WORK INSTRUCTIONS
A complete and exact copy of the data below is required.

Stored items
= Beginning of Section =
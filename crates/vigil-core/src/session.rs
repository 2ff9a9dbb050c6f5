//! Proctoring session model and lifecycle state machine.
//!
//! A [`ProctoringSession`] is created when a monitored client begins an
//! assessment and archived when the attempt ends. Status only moves through
//! the transitions [`SessionStatus::can_transition_to`] permits:
//!
//! ```text
//! Setup ──▶ Live ◀──▶ Paused
//!   │         │          │
//!   └─────────┴──────────┴──▶ Ended (terminal)
//! ```
//!
//! `Setup → Paused` is not a legal edge: a session that never negotiated
//! media has nothing to lose a connection on.

use chrono::{DateTime, Utc};
use serde::{Deserialize, Serialize};

use crate::ids::{AssessmentId, CandidateId, SessionToken};
use crate::snapshot::ComplianceSnapshot;
use crate::violation::Violation;

/// Lifecycle status of a proctoring session.
#[derive(Clone, Copy, Debug, PartialEq, Eq, Hash, Serialize, Deserialize)]
#[serde(rename_all = "snake_case")]
pub enum SessionStatus {
    /// Created, media not yet negotiated.
    Setup,
    /// Media flowing, monitoring active.
    Live,
    /// Transport lost; awaiting reconnection.
    Paused,
    /// Terminal. Submission completed or forcibly terminated.
    Ended,
}

impl SessionStatus {
    /// Whether the state machine permits moving from `self` to `next`.
    ///
    /// Repeating the current state is not a transition; callers treat it as
    /// an idempotent no-op before consulting this.
    #[must_use]
    pub fn can_transition_to(self, next: Self) -> bool {
        match (self, next) {
            (Self::Setup, Self::Live)
            | (Self::Live, Self::Paused)
            | (Self::Paused, Self::Live) => true,
            (from, Self::Ended) => from != Self::Ended,
            _ => false,
        }
    }

    /// Whether this is the terminal state.
    #[must_use]
    pub fn is_terminal(self) -> bool {
        self == Self::Ended
    }
}

/// Why a session was paused.
#[derive(Clone, Debug, PartialEq, Eq, Serialize, Deserialize)]
#[serde(rename_all = "snake_case")]
pub enum PauseReason {
    /// The monitored client's transport link dropped.
    TransportLost,
    /// The signaling channel itself was lost past the grace period.
    SignalingLost,
}

/// One monitored assessment attempt.
#[derive(Clone, Debug, PartialEq, Serialize, Deserialize)]
#[serde(rename_all = "camelCase")]
pub struct ProctoringSession {
    /// Opaque session token (unique, immutable).
    pub token: SessionToken,
    /// The monitored party.
    pub candidate_id: CandidateId,
    /// The assessment being taken.
    pub assessment_id: AssessmentId,
    /// When the attempt started.
    pub started_at: DateTime<Utc>,
    /// Current lifecycle status.
    pub status: SessionStatus,
    /// Last detected disconnect, if any.
    #[serde(skip_serializing_if = "Option::is_none")]
    pub disconnected_at: Option<DateTime<Utc>>,
    /// Last successful reconnect, if any.
    #[serde(skip_serializing_if = "Option::is_none")]
    pub reconnected_at: Option<DateTime<Utc>>,
    /// Cumulative violation count for the attempt.
    pub violation_count: u64,
    /// Running risk score, 0–100.
    pub risk_score: u8,
    /// Most recent violations, bounded by the configured retention window.
    #[serde(default)]
    pub recent_violations: Vec<Violation>,
    /// Enrichment: whether an inbound media track is currently attached.
    /// Not part of record-service snapshots; preserved across merges.
    #[serde(skip_serializing_if = "Option::is_none")]
    pub media_attached: Option<bool>,
    /// Enrichment: last known transport connection state label.
    #[serde(skip_serializing_if = "Option::is_none")]
    pub connection_state: Option<String>,
    /// Enrichment: the latest compliance snapshot, for observer display.
    #[serde(skip_serializing_if = "Option::is_none")]
    pub live_status: Option<ComplianceSnapshot>,
}

impl ProctoringSession {
    /// Create a new session in `Setup`.
    #[must_use]
    pub fn new(token: SessionToken, candidate_id: CandidateId, assessment_id: AssessmentId) -> Self {
        Self {
            token,
            candidate_id,
            assessment_id,
            started_at: Utc::now(),
            status: SessionStatus::Setup,
            disconnected_at: None,
            reconnected_at: None,
            violation_count: 0,
            risk_score: 0,
            recent_violations: Vec::new(),
            media_attached: None,
            connection_state: None,
            live_status: None,
        }
    }

    /// Bump the risk score, saturating at 100.
    pub fn raise_risk(&mut self, amount: u8) {
        self.risk_score = self.risk_score.saturating_add(amount).min(100);
    }
}

/// Lightweight session summary served by `GET /active-sessions`.
#[derive(Clone, Debug, PartialEq, Serialize, Deserialize)]
#[serde(rename_all = "camelCase")]
pub struct SessionSummary {
    /// Session token.
    pub token: SessionToken,
    /// The monitored party.
    pub candidate_id: CandidateId,
    /// The assessment being taken.
    pub assessment_id: AssessmentId,
    /// When the attempt started.
    pub started_at: DateTime<Utc>,
    /// Running risk score, 0–100.
    pub risk_score: u8,
    /// Cumulative violation count.
    pub violation_count: u64,
    /// Whether the session is currently live.
    pub is_live: bool,
}

impl From<&ProctoringSession> for SessionSummary {
    fn from(session: &ProctoringSession) -> Self {
        Self {
            token: session.token.clone(),
            candidate_id: session.candidate_id.clone(),
            assessment_id: session.assessment_id.clone(),
            started_at: session.started_at,
            risk_score: session.risk_score,
            violation_count: session.violation_count,
            is_live: session.status == SessionStatus::Live,
        }
    }
}

#[cfg(test)]
mod tests {
    use super::*;

    fn session() -> ProctoringSession {
        ProctoringSession::new(
            SessionToken::new("tok-1"),
            CandidateId::new("cand-1"),
            AssessmentId::new("assess-1"),
        )
    }

    #[test]
    fn legal_transitions() {
        assert!(SessionStatus::Setup.can_transition_to(SessionStatus::Live));
        assert!(SessionStatus::Live.can_transition_to(SessionStatus::Paused));
        assert!(SessionStatus::Paused.can_transition_to(SessionStatus::Live));
        assert!(SessionStatus::Setup.can_transition_to(SessionStatus::Ended));
        assert!(SessionStatus::Live.can_transition_to(SessionStatus::Ended));
        assert!(SessionStatus::Paused.can_transition_to(SessionStatus::Ended));
    }

    #[test]
    fn setup_cannot_skip_to_paused() {
        assert!(!SessionStatus::Setup.can_transition_to(SessionStatus::Paused));
    }

    #[test]
    fn nothing_leaves_ended() {
        for next in [
            SessionStatus::Setup,
            SessionStatus::Live,
            SessionStatus::Paused,
            SessionStatus::Ended,
        ] {
            assert!(!SessionStatus::Ended.can_transition_to(next));
        }
    }

    #[test]
    fn paused_cannot_return_to_setup() {
        assert!(!SessionStatus::Paused.can_transition_to(SessionStatus::Setup));
        assert!(!SessionStatus::Live.can_transition_to(SessionStatus::Setup));
    }

    #[test]
    fn new_session_starts_in_setup() {
        let s = session();
        assert_eq!(s.status, SessionStatus::Setup);
        assert_eq!(s.violation_count, 0);
        assert_eq!(s.risk_score, 0);
        assert!(s.recent_violations.is_empty());
    }

    #[test]
    fn raise_risk_saturates() {
        let mut s = session();
        s.raise_risk(60);
        assert_eq!(s.risk_score, 60);
        s.raise_risk(60);
        assert_eq!(s.risk_score, 100);
        s.raise_risk(10);
        assert_eq!(s.risk_score, 100);
    }

    #[test]
    fn summary_reflects_live_flag() {
        let mut s = session();
        assert!(!SessionSummary::from(&s).is_live);
        s.status = SessionStatus::Live;
        assert!(SessionSummary::from(&s).is_live);
    }

    #[test]
    fn status_wire_format_is_snake_case() {
        let json = serde_json::to_value(SessionStatus::Paused).unwrap();
        assert_eq!(json, "paused");
    }

    #[test]
    fn enrichment_fields_omitted_when_absent() {
        let s = session();
        let json = serde_json::to_value(&s).unwrap();
        assert!(json.get("mediaAttached").is_none());
        assert!(json.get("connectionState").is_none());
    }
}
= End of Section =
EXERCISE OUTPUT
filename crates/vigil-core/src/session.rs
repository 2ff9a9dbb050c6f5
//! Proctoring session model and lifecycle state machine.
//!
//! A [`ProctoringSession`] is created when a monitored client begins an
//! assessment and archived when the attempt ends. Status only moves through
//! the transitions [`SessionStatus::can_transition_to`] permits:
//!
//! ```text
//! Setup ──▶ Live ◀──▶ Paused
//!   │         │          │
//!   └─────────┴──────────┴──▶ Ended (terminal)
//! ```
//!
//! `Setup → Paused` is not a legal edge: a session that never negotiated
//! media has nothing to lose a connection on.

use chrono::{DateTime, Utc};
use serde::{Deserialize, Serialize};

use crate::ids::{AssessmentId, CandidateId, SessionToken};
use crate::snapshot::ComplianceSnapshot;
use crate::violation::Violation;

/// Lifecycle status of a proctoring session.
#[derive(Clone, Copy, Debug, PartialEq, Eq, Hash, Serialize, Deserialize)]
#[serde(rename_all = "snake_case")]
pub enum SessionStatus {
    /// Created, media not yet negotiated.
    Setup,
    /// Media flowing, monitoring active.
    Live,
    /// Transport lost; awaiting reconnection.
    Paused,
    /// Terminal. Submission completed or forcibly terminated.
    Ended,
}

impl SessionStatus {
    /// Whether the state machine permits moving from `self` to `next`.
    ///
    /// Repeating the current state is not a transition; callers treat it as
    /// an idempotent no-op before consulting this.
    #[must_use]
    pub fn can_transition_to(self, next: Self) -> bool {
        match (self, next) {
            (Self::Setup, Self::Live)
            | (Self::Live, Self::Paused)
            | (Self::Paused, Self::Live) => true,
            (from, Self::Ended) => from != Self::Ended,
            _ => false,
        }
    }

    /// Whether this is the terminal state.
    #[must_use]
    pub fn is_terminal(self) -> bool {
        self == Self::Ended
    }
}

/// Why a session was paused.
#[derive(Clone, Debug, PartialEq, Eq, Serialize, Deserialize)]
#[serde(rename_all = "snake_case")]
pub enum PauseReason {
    /// The monitored client's transport link dropped.
    TransportLost,
    /// The signaling channel itself was lost past the grace period.
    SignalingLost,
}

/// One monitored assessment attempt.
#[derive(Clone, Debug, PartialEq, Serialize, Deserialize)]
#[serde(rename_all = "camelCase")]
pub struct ProctoringSession {
    /// Opaque session token (unique, immutable).
    pub token: SessionToken,
    /// The monitored party.
    pub candidate_id: CandidateId,
    /// The assessment being taken.
    pub assessment_id: AssessmentId,
    /// When the attempt started.
    pub started_at: DateTime<Utc>,
    /// Current lifecycle status.
    pub status: SessionStatus,
    /// Last detected disconnect, if any.
    #[serde(skip_serializing_if = "Option::is_none")]
    pub disconnected_at: Option<DateTime<Utc>>,
    /// Last successful reconnect, if any.
    #[serde(skip_serializing_if = "Option::is_none")]
    pub reconnected_at: Option<DateTime<Utc>>,
    /// Cumulative violation count for the attempt.
    pub violation_count: u64,
    /// Running risk score, 0–100.
    pub risk_score: u8,
    /// Most recent violations, bounded by the configured retention window.
    #[serde(default)]
    pub recent_violations: Vec<Violation>,
    /// Enrichment: whether an inbound media track is currently attached.
    /// Not part of record-service snapshots; preserved across merges.
    #[serde(skip_serializing_if = "Option::is_none")]
    pub media_attached: Option<bool>,
    /// Enrichment: last known transport connection state label.
    #[serde(skip_serializing_if = "Option::is_none")]
    pub connection_state: Option<String>,
    /// Enrichment: the latest compliance snapshot, for observer display.
    #[serde(skip_serializing_if = "Option::is_none")]
    pub live_status: Option<ComplianceSnapshot>,
}

impl ProctoringSession {
    /// Create a new session in `Setup`.
    #[must_use]
    pub fn new(token: SessionToken, candidate_id: CandidateId, assessment_id: AssessmentId) -> Self {
        Self {
            token,
            candidate_id,
            assessment_id,
            started_at: Utc::now(),
            status: SessionStatus::Setup,
            disconnected_at: None,
            reconnected_at: None,
            violation_count: 0,
            risk_score: 0,
            recent_violations: Vec::new(),
            media_attached: None,
            connection_state: None,
            live_status: None,
        }
    }

    /// Bump the risk score, saturating at 100.
    pub fn raise_risk(&mut self, amount: u8) {
        self.risk_score = self.risk_score.saturating_add(amount).min(100);
    }
}

/// Lightweight session summary served by `GET /active-sessions`.
#[derive(Clone, Debug, PartialEq, Serialize, Deserialize)]
#[serde(rename_all = "camelCase")]
pub struct SessionSummary {
    /// Session token.
    pub token: SessionToken,
    /// The monitored party.
    pub candidate_id: CandidateId,
    /// The assessment being taken.
    pub assessment_id: AssessmentId,
    /// When the attempt started.
    pub started_at: DateTime<Utc>,
    /// Running risk score, 0–100.
    pub risk_score: u8,
    /// Cumulative violation count.
    pub violation_count: u64,
    /// Whether the session is currently live.
    pub is_live: bool,
}

impl From<&ProctoringSession> for SessionSummary {
    fn from(session: &ProctoringSession) -> Self {
        Self {
            token: session.token.clone(),
            candidate_id: session.candidate_id.clone(),
            assessment_id: session.assessment_id.clone(),
            started_at: session.started_at,
            risk_score: session.risk_score,
            violation_count: session.violation_count,
            is_live: session.status == SessionStatus::Live,
        }
    }
}

#[cfg(test)]
mod tests {
    use super::*;

    fn session() -> ProctoringSession {
        ProctoringSession::new(
            SessionToken::new("tok-1"),
            CandidateId::new("cand-1"),
            AssessmentId::new("assess-1"),
        )
    }

    #[test]
    fn legal_transitions() {
        assert!(SessionStatus::Setup.can_transition_to(SessionStatus::Live));
        assert!(SessionStatus::Live.can_transition_to(SessionStatus::Paused));
        assert!(SessionStatus::Paused.can_transition_to(SessionStatus::Live));
        assert!(SessionStatus::Setup.can_transition_to(SessionStatus::Ended));
        assert!(SessionStatus::Live.can_transition_to(SessionStatus::Ended));
        assert!(SessionStatus::Paused.can_transition_to(SessionStatus::Ended));
    }

    #[test]
    fn setup_cannot_skip_to_paused() {
        assert!(!SessionStatus::Setup.can_transition_to(SessionStatus::Paused));
    }

    #[test]
    fn nothing_leaves_ended() {
        for next in [
            SessionStatus::Setup,
            SessionStatus::Live,
            SessionStatus::Paused,
            SessionStatus::Ended,
        ] {
            assert!(!SessionStatus::Ended.can_transition_to(next));
        }
    }

    #[test]
    fn paused_cannot_return_to_setup() {
        assert!(!SessionStatus::Paused.can_transition_to(SessionStatus::Setup));
        assert!(!SessionStatus::Live.can_transition_to(SessionStatus::Setup));
    }

    #[test]
    fn new_session_starts_in_setup() {
        let s = session();
        assert_eq!(s.status, SessionStatus::Setup);
        assert_eq!(s.violation_count, 0);
        assert_eq!(s.risk_score, 0);
        assert!(s.recent_violations.is_empty());
    }

    #[test]
    fn raise_risk_saturates() {
        let mut s = session();
        s.raise_risk(60);
        assert_eq!(s.risk_score, 60);
        s.raise_risk(60);
        assert_eq!(s.risk_score, 100);
        s.raise_risk(10);
        assert_eq!(s.risk_score, 100);
    }

    #[test]
    fn summary_reflects_live_flag() {
        let mut s = session();
        assert!(!SessionSummary::from(&s).is_live);
        s.status = SessionStatus::Live;
        assert!(SessionSummary::from(&s).is_live);
    }

    #[test]
    fn status_wire_format_is_snake_case() {
        let json = serde_json::to_value(SessionStatus::Paused).unwrap();
        assert_eq!(json, "paused");
    }

    #[test]
    fn enrichment_fields_omitted_when_absent() {
        let s = session();
        let json = serde_json::to_value(&s).unwrap();
        assert!(json.get("mediaAttached").is_none());
        assert!(json.get("connectionState").is_none());
    }
}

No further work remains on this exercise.